Le président du Burundi Pierre Nkurunziza

Le président du Burundi Pierre Nkurunziza

Le secrétaire général de l'ONU "appelle urgemment toutes les parties à faire preuve de calme et de retenue", en réaction à la tentative de coup d'Etat au Burundi, a déclaré mercredi son porte-parole.

"Nous continuons d'évaluer les développements sur le terrain car la situation est très changeante", a ajouté Stéphane Dujarric.

La présidence burundaise a annoncé que le coup d'Etat mené par un groupe de militaires "mutins" a été "déjoué". Elle a promis que le président burundais Pierre Nkurunziza prononcera un discours à Bujumbura.
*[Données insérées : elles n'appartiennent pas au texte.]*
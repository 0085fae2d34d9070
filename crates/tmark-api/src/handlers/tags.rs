//! Tag handlers: CRUD, attachment, and category backup/restore.

use axum::extract::{Path, State};
use axum::http::StatusCode;
use axum::Json;
use serde::{Deserialize, Serialize};
use uuid::Uuid;
use validator::Validate;

use tmark_models::Tag;
use tmark_store::{retry::with_tx_retry, tags};

use crate::auth::AuthUser;
use crate::error::ApiResult;
use crate::state::AppState;

#[derive(Debug, Deserialize, Validate)]
pub struct CreateTagRequest {
    #[validate(length(min = 1, max = 100))]
    pub name: String,
    pub color: String,
    #[serde(default)]
    pub is_video_type: bool,
    pub schema_id: Option<Uuid>,
}

/// Create a tag.
pub async fn create_tag(
    State(state): State<AppState>,
    user: AuthUser,
    Json(body): Json<CreateTagRequest>,
) -> ApiResult<(StatusCode, Json<Tag>)> {
    body.validate()
        .map_err(|e| crate::error::ApiError::validation(e.to_string()))?;
    let tag = tags::create(
        &state.pool,
        &user.user_id,
        &body.name,
        &body.color,
        body.is_video_type,
        body.schema_id,
    )
    .await?;
    Ok((StatusCode::CREATED, Json(tag)))
}

/// List the user's tags.
pub async fn list_tags(
    State(state): State<AppState>,
    user: AuthUser,
) -> ApiResult<Json<Vec<Tag>>> {
    Ok(Json(tags::list_for_user(&state.pool, &user.user_id).await?))
}

#[derive(Debug, Deserialize)]
pub struct UpdateTagRequest {
    pub name: Option<String>,
    pub color: Option<String>,
    /// `Some(None)` clears the schema reference
    #[serde(default, with = "double_option")]
    pub schema_id: Option<Option<Uuid>>,
}

/// Distinguishes "absent" from "null" for nullable fields.
mod double_option {
    use serde::{Deserialize, Deserializer};

    pub fn deserialize<'de, T, D>(deserializer: D) -> Result<Option<Option<T>>, D::Error>
    where
        T: Deserialize<'de>,
        D: Deserializer<'de>,
    {
        Option::<T>::deserialize(deserializer).map(Some)
    }
}

/// Update a tag.
pub async fn update_tag(
    State(state): State<AppState>,
    user: AuthUser,
    Path(tag_id): Path<Uuid>,
    Json(body): Json<UpdateTagRequest>,
) -> ApiResult<Json<Tag>> {
    let tag = tags::update(
        &state.pool,
        &user.user_id,
        tag_id,
        body.name.as_deref(),
        body.color.as_deref(),
        body.schema_id,
    )
    .await?;
    Ok(Json(tag))
}

/// Delete a tag.
pub async fn delete_tag(
    State(state): State<AppState>,
    user: AuthUser,
    Path(tag_id): Path<Uuid>,
) -> ApiResult<StatusCode> {
    tags::delete(&state.pool, &user.user_id, tag_id).await?;
    Ok(StatusCode::NO_CONTENT)
}

#[derive(Debug, Default, Deserialize)]
pub struct AttachTagRequest {
    /// Required to replace an existing category (triggering the value
    /// backup); attaching a second category without it is rejected.
    #[serde(default)]
    pub replace_category: bool,
}

#[derive(Debug, Serialize)]
pub struct AttachTagResponse {
    /// A backup exists for this `(video, category)`; the client may offer a
    /// restore.
    pub restore_available: bool,
}

/// Attach a tag to a video. Clients without options send `{}`.
pub async fn attach_tag(
    State(state): State<AppState>,
    user: AuthUser,
    Path((video_id, tag_id)): Path<(Uuid, Uuid)>,
    Json(body): Json<AttachTagRequest>,
) -> ApiResult<Json<AttachTagResponse>> {
    let replace_category = body.replace_category;

    let outcome = with_tx_retry("attach_tag", || {
        tags::attach(
            &state.pool,
            &user.user_id,
            video_id,
            tag_id,
            replace_category,
        )
    })
    .await?;

    Ok(Json(AttachTagResponse {
        restore_available: outcome.restore_available,
    }))
}

/// Detach a tag from a video.
pub async fn detach_tag(
    State(state): State<AppState>,
    user: AuthUser,
    Path((video_id, tag_id)): Path<(Uuid, Uuid)>,
) -> ApiResult<StatusCode> {
    with_tx_retry("detach_tag", || {
        tags::detach(&state.pool, &user.user_id, video_id, tag_id)
    })
    .await?;
    Ok(StatusCode::NO_CONTENT)
}

#[derive(Debug, Deserialize)]
pub struct RestoreFieldsRequest {
    pub category_tag_id: Uuid,
}

#[derive(Debug, Serialize)]
pub struct RestoreFieldsResponse {
    pub restored: usize,
}

/// Restore the backed-up values of the video's current category.
pub async fn restore_fields(
    State(state): State<AppState>,
    user: AuthUser,
    Path(video_id): Path<Uuid>,
    Json(body): Json<RestoreFieldsRequest>,
) -> ApiResult<Json<RestoreFieldsResponse>> {
    let restored = with_tx_retry("restore_fields", || {
        tags::restore(&state.pool, &user.user_id, video_id, body.category_tag_id)
    })
    .await?;
    Ok(Json(RestoreFieldsResponse { restored }))
}
//! API middleware: CORS, request ids, request logging, per-IP rate limits.

use std::collections::HashMap;
use std::net::IpAddr;
use std::num::NonZeroU32;
use std::sync::Arc;
use std::time::Instant;

use axum::body::Body;
use axum::extract::{ConnectInfo, State};
use axum::http::{HeaderValue, Request, Response, StatusCode};
use axum::middleware::Next;
use axum::response::IntoResponse;
use governor::clock::DefaultClock;
use governor::state::{InMemoryState, NotKeyed};
use governor::{Quota, RateLimiter};
use tokio::sync::RwLock;
use tower_http::cors::{Any, CorsLayer};
use tracing::{info, warn};
use uuid::Uuid;

/// Per-IP rate limiter.
pub type IpRateLimiter = RateLimiter<NotKeyed, InMemoryState, DefaultClock>;

/// Cap on tracked IPs so an attacker cycling addresses cannot grow the map
/// without bound.
const MAX_RATE_LIMITER_ENTRIES: usize = 10_000;

/// Per-IP rate limiter cache.
#[derive(Clone)]
pub struct RateLimiterCache {
    limiters: Arc<RwLock<HashMap<IpAddr, Arc<IpRateLimiter>>>>,
    quota: Quota,
}

impl RateLimiterCache {
    pub fn new(requests_per_second: u32) -> Self {
        let quota = Quota::per_second(
            NonZeroU32::new(requests_per_second).unwrap_or(NonZeroU32::new(10).unwrap()),
        );
        Self {
            limiters: Arc::new(RwLock::new(HashMap::new())),
            quota,
        }
    }

    async fn get_limiter(&self, ip: IpAddr) -> Arc<IpRateLimiter> {
        {
            let limiters = self.limiters.read().await;
            if let Some(limiter) = limiters.get(&ip) {
                return Arc::clone(limiter);
            }
        }

        let mut limiters = self.limiters.write().await;
        if let Some(limiter) = limiters.get(&ip) {
            return Arc::clone(limiter);
        }
        if limiters.len() >= MAX_RATE_LIMITER_ENTRIES {
            warn!("Rate limiter cache full, resetting");
            limiters.clear();
        }
        let limiter = Arc::new(RateLimiter::direct(self.quota));
        limiters.insert(ip, Arc::clone(&limiter));
        limiter
    }

    /// Check the rate limit for an IP.
    pub async fn check(&self, ip: IpAddr) -> bool {
        self.get_limiter(ip).await.check().is_ok()
    }
}

/// Create the CORS layer.
pub fn cors_layer(origins: &[String]) -> CorsLayer {
    use axum::http::{header, Method};

    if origins.iter().any(|o| o == "*") {
        CorsLayer::new()
            .allow_methods(Any)
            .allow_headers(Any)
            .allow_origin(Any)
            .max_age(std::time::Duration::from_secs(600))
    } else {
        let origins: Vec<HeaderValue> = origins.iter().filter_map(|o| o.parse().ok()).collect();
        CorsLayer::new()
            .allow_methods([
                Method::GET,
                Method::POST,
                Method::PUT,
                Method::PATCH,
                Method::DELETE,
                Method::OPTIONS,
            ])
            .allow_headers([header::AUTHORIZATION, header::CONTENT_TYPE, header::ACCEPT])
            .allow_credentials(true)
            .allow_origin(origins)
            .max_age(std::time::Duration::from_secs(600))
    }
}

/// Attach a request id to every request and response.
pub async fn request_id(mut request: Request<Body>, next: Next) -> Response<Body> {
    let request_id = request
        .headers()
        .get("X-Request-ID")
        .and_then(|v| v.to_str().ok())
        .map(|s| s.to_string())
        .unwrap_or_else(|| Uuid::new_v4().to_string());

    request.extensions_mut().insert(request_id.clone());

    let mut response = next.run(request).await;
    if let Ok(header_value) = request_id.parse() {
        response.headers_mut().insert("X-Request-ID", header_value);
    }
    response
}

/// Log completed requests.
pub async fn request_logging(request: Request<Body>, next: Next) -> Response<Body> {
    let method = request.method().clone();
    let uri = request.uri().clone();
    let start = Instant::now();

    let response = next.run(request).await;

    if uri.path() != "/health" && uri.path() != "/ready" {
        info!(
            method = %method,
            uri = %uri,
            status = %response.status(),
            duration_ms = %start.elapsed().as_millis(),
            "Request completed"
        );
    }

    response
}

/// Per-IP rate limiting for API routes.
pub async fn rate_limit_middleware(
    State(rate_limiter): State<Arc<RateLimiterCache>>,
    request: Request<Body>,
    next: Next,
) -> Response<Body> {
    if let Some(ip) = extract_client_ip(&request) {
        if !rate_limiter.check(ip).await {
            warn!(ip = %ip, "Rate limit exceeded");
            return (
                StatusCode::TOO_MANY_REQUESTS,
                [("Retry-After", "1")],
                "Rate limit exceeded",
            )
                .into_response();
        }
    }
    next.run(request).await
}

fn extract_client_ip(request: &Request<Body>) -> Option<IpAddr> {
    if let Some(forwarded) = request.headers().get("X-Forwarded-For") {
        if let Ok(forwarded) = forwarded.to_str() {
            if let Some(first) = forwarded.split(',').next() {
                if let Ok(ip) = first.trim().parse() {
                    return Some(ip);
                }
            }
        }
    }

    request
        .extensions()
        .get::<ConnectInfo<std::net::SocketAddr>>()
        .map(|ci| ci.0.ip())
}
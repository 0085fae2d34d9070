//! CSV parser.

use ::csv::{ReaderBuilder, Trim};

use crate::ParseOutcome;

/// Parse a CSV export with a `url` column (case-insensitive header match).
///
/// Quoting follows RFC 4180: fields may be double-quoted with `""` escapes.
/// Malformed input yields an empty outcome.
pub fn parse_csv(input: &str) -> ParseOutcome {
    let mut outcome = ParseOutcome::default();

    let mut reader = ReaderBuilder::new()
        .flexible(true)
        .trim(Trim::All)
        .from_reader(input.as_bytes());

    let url_column = match reader.headers() {
        Ok(headers) => headers
            .iter()
            .position(|h| h.trim().eq_ignore_ascii_case("url")),
        Err(_) => None,
    };
    let Some(url_column) = url_column else {
        return outcome;
    };

    for record in reader.records() {
        let Ok(record) = record else {
            outcome.rejected += 1;
            continue;
        };
        match record.get(url_column) {
            Some(cell) if !cell.trim().is_empty() => outcome.push_candidate(cell.trim()),
            _ => outcome.rejected += 1,
        }
    }

    outcome
}

#[cfg(test)]
mod tests {
    use super::*;

    #[test]
    fn finds_url_column_case_insensitively() {
        let input = "Title,URL\nSome video,https://youtu.be/aaaaaaaaaaa\n";
        let outcome = parse_csv(input);
        assert_eq!(outcome.entries.len(), 1);
        assert_eq!(outcome.entries[0].id.as_str(), "aaaaaaaaaaa");
    }

    #[test]
    fn respects_quoted_fields_with_escapes() {
        let input = "title,url\n\"A, \"\"quoted\"\" title\",\"https://youtu.be/aaaaaaaaaaa\"\n";
        let outcome = parse_csv(input);
        assert_eq!(outcome.entries.len(), 1);
    }

    #[test]
    fn dedupes_rows_by_id() {
        let input = "url\nhttps://youtu.be/aaaaaaaaaaa\nhttps://www.youtube.com/watch?v=aaaaaaaaaaa\nhttps://youtu.be/bbbbbbbbbbb\n";
        let outcome = parse_csv(input);
        assert_eq!(outcome.entries.len(), 2);
        assert_eq!(outcome.rejected, 0);
    }

    #[test]
    fn counts_rejected_rows() {
        let input = "url\nhttps://vimeo.com/1\n\nhttps://youtu.be/aaaaaaaaaaa\n";
        let outcome = parse_csv(input);
        assert_eq!(outcome.entries.len(), 1);
        assert_eq!(outcome.rejected, 1);
    }

    #[test]
    fn missing_url_column_yields_empty() {
        let outcome = parse_csv("title,link\nx,https://youtu.be/aaaaaaaaaaa\n");
        assert!(outcome.is_empty());
        assert_eq!(outcome.rejected, 0);
    }

    #[test]
    fn malformed_input_is_total() {
        assert!(parse_csv("").is_empty());
        assert!(parse_csv("\"unclosed").is_empty());
    }
}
M. Nukurunziza était Dar es Salaam, capitale Tanzanienne, où il devait prendre à un sommet sur la crise au Burundi provoquait par l’annonce de sa candidature pour un troisième mandat.

A son absence, le général Godefroid Niyombare a annoncé qu’il le destituait pour mettre un terme à la crise provoquée par sa candidature pour un troisième mandat.

Le porte-parole de la présidence tanzanienne a annoncé que M. Nkurunziza a quitté le sommet " à cause de la situation prévalant au Burundi".

La situation restait confuse mercredi soir à Bujumbura, où il n'était pas possible de savoir qui détenait les rênes du pouvoir.

Les chefs d'Etat de la Communauté Est-africaine (EAC), réunis mercredi pour trouver une issue à la crise ouverte au Burundi par la candidature du président Pierre Nkurunziza à un troisième mandat, ont condamné "le coup d'Etat" annoncé par un général de l'armée.

Dans une déclaration lue par le président tanzanien Jakaya Kikwete, hôte du Sommet, les chefs d'Etat ont également estimé que "les conditions n'étaient pas propices à des élections au Burundi" et demandé "aux autorités burundaises de reporter les scrutins" législatif prévu le 26 mai et présidentiel prévu le 26 juin.